L’imperativo sembra essere sempre lo stesso:
FORTI CON I DEBOLI E DEBOLI CON I FORTI !
Le Istituzioni e la Politica sono poste al servizio del Cittadino….non viceversa!
Circa due secoli fa, Qualcuno molto più autorevole di me, che di Libertà, Doveri e Diritti dei Cittadini se ne intendeva veramente, ebbe a dire che:
“CHI HA IL POTERE TENDE AD ABUSARNE”
Ecco spiegato perché qualche “satrapo” locale ci vorrebbe tutti come suoi sudditi e non come Cittadini! E’ la storia millenaria, di sempre….che si ripete e si perpetua nel tempo….con modalità diverse ma sempre con lo stesso fine….annientare chi non si adegua!

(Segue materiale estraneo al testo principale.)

use actix_cors::Cors;
use actix_web::{http::header, middleware, web, App, HttpServer};
use color_eyre::Result;
use eyre::WrapErr;
use log::{debug, info};
// I think we have to add crate here because
// of the other crate named "config" that we
// use as a dependency.
use crate::config::{Config, ContentSource};
use crate::content::PostRepository;
use crate::content::contentful::ContentfulRepository;
use crate::content::file::FilePostRepository;
use crate::store::{self, CommentStore};
use error::Error;
pub use auth::ApiKeyAuth;
mod handlers;
mod dtos;
mod error;
mod helpers;
mod auth;

// Declare app state struct:
pub struct AppState {
  pub comment_store: CommentStore,
  pub post_repository: Box<dyn PostRepository>,
  pub posts_per_page: usize
}

fn post_repository(source: ContentSource) -> Box<dyn PostRepository> {
  match source {
    ContentSource::Contentful(settings) => {
      info!("Reading posts from Contentful space {}", settings.space_id);
      Box::new(ContentfulRepository::new(settings))
    },
    ContentSource::File(path) => {
      info!("Reading posts from {}", path.display());
      Box::new(FilePostRepository::new(path))
    }
  }
}

fn cors(allowed_origin: &str, api_key_header: &str) -> Cors {
  let cors = if allowed_origin == "*" {
    Cors::default().allow_any_origin()
  } else {
    Cors::default().allowed_origin(allowed_origin)
  };
  cors.allowed_methods(vec!["GET", "POST", "PUT", "DELETE"])
    .allowed_header(header::CONTENT_TYPE)
    .allowed_header(api_key_header)
    .max_age(3600)
}

// Function to start the server.
// Has to be async because there should be a .await at the end.
pub async fn run(config: Config) -> Result<()> {
  // Not logging the whole config, it has secrets in it.
  debug!(
    "Current config: bind address {}, comments in {}, {} posts per page",
    config.bind_address,
    config.comments_path,
    config.posts_per_page
  );
  let post_repository = post_repository(config.content_source()?);
  let auth = ApiKeyAuth::new(&config.api_key_header, &config.api_key);

  let comment_store = CommentStore::new(&config.comments_path);
  info!(
    "{} comments found in {}",
    store::comment_count(&comment_store),
    comment_store.path().display()
  );

  let app_state = web::Data::new(
    AppState {
      comment_store,
      post_repository,
      posts_per_page: config.posts_per_page
    }
  );

  // Got to save these for later, the server closure
  // gets called once per worker.
  let bind_address = config.bind_address.clone();
  let allowed_origin = config.allowed_origin.clone();
  let api_key_header = config.api_key_header.clone();
  info!("Starting server on {}", bind_address);

  HttpServer::new(move|| {
    App::new()
      .app_data(app_state.clone())
      .configure(extractor_config)
      .wrap(cors(&allowed_origin, &api_key_header))
      .wrap(middleware::Logger::default())
      .service(
        web::scope("/api")
          .wrap(auth.clone())
          .configure(api_endpoints_config)
      )
      .default_service(web::route().to(handlers::not_found))
  })
  .bind(bind_address)?
  .run()
  .await
  .context("Start Actix web server")

}

// Extractor failures get the same JSON error body as
// everything else.
pub fn extractor_config(cfg: &mut web::ServiceConfig) {
  cfg.app_data(web::JsonConfig::default().error_handler(|err, _| {
      Error::BadRequest(format!("Invalid JSON body: {}", err)).into()
    }))
    .app_data(web::QueryConfig::default().error_handler(|err, _| {
      Error::BadRequest(format!("Invalid query string arguments: {}", err)).into()
    }))
    .app_data(web::PathConfig::default().error_handler(|_, _| {
      Error::BadRequest(String::from("Invalid path arguments")).into()
    }));
}

// Route configuration, everything in there sits behind
// the API key check.
pub fn api_endpoints_config(cfg: &mut web::ServiceConfig) {
  cfg.service(
      web::resource("/comments")
        .route(web::post().to(handlers::create_comment))
        .route(web::get().to(handlers::comments_for_post))
        .route(web::put().to(handlers::update_comment))
        .route(web::delete().to(handlers::delete_comment))
        .default_service(web::route().to(handlers::comments_method_not_allowed))
    )
    .service(
      web::resource("/posts")
        .route(web::get().to(handlers::posts))
        .default_service(web::route().to(handlers::posts_method_not_allowed))
    )
    .route("/posts/search", web::get().to(handlers::search_posts))
    .route("/post/{slug}", web::get().to(handlers::post_by_slug));
}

Quando serve facciamo sentire con coraggio anche la nostra voce….qualcuno, prima o poi, ci darà ascolto! Rispettiamo tutti ma nel contempo dobbiamo esigere rispetto e…. soprattutto….non lasciamo mai spazio alla rassegnazione. La rassegnazione infatti genera apatia, l’apatia genera inerzia e l’inerzia genera indifferenza che….è forse il peggiore dei mali del nostro Tempo!
Criticare le Istituzioni e la politica è semplice e talvolta tristemente riduttivo. Le semplificazioni e le facili generalizzazioni non rendono mai giustizia specialmente nei confronti di quelle Oneste Persone che con competenza, dedizione e sacrificio scrivono, quotidianamente, anche in Trentino, pagine di vera, bella Politica.
Ma, quella,….è una Politica che si scrive con la “P” maiuscola.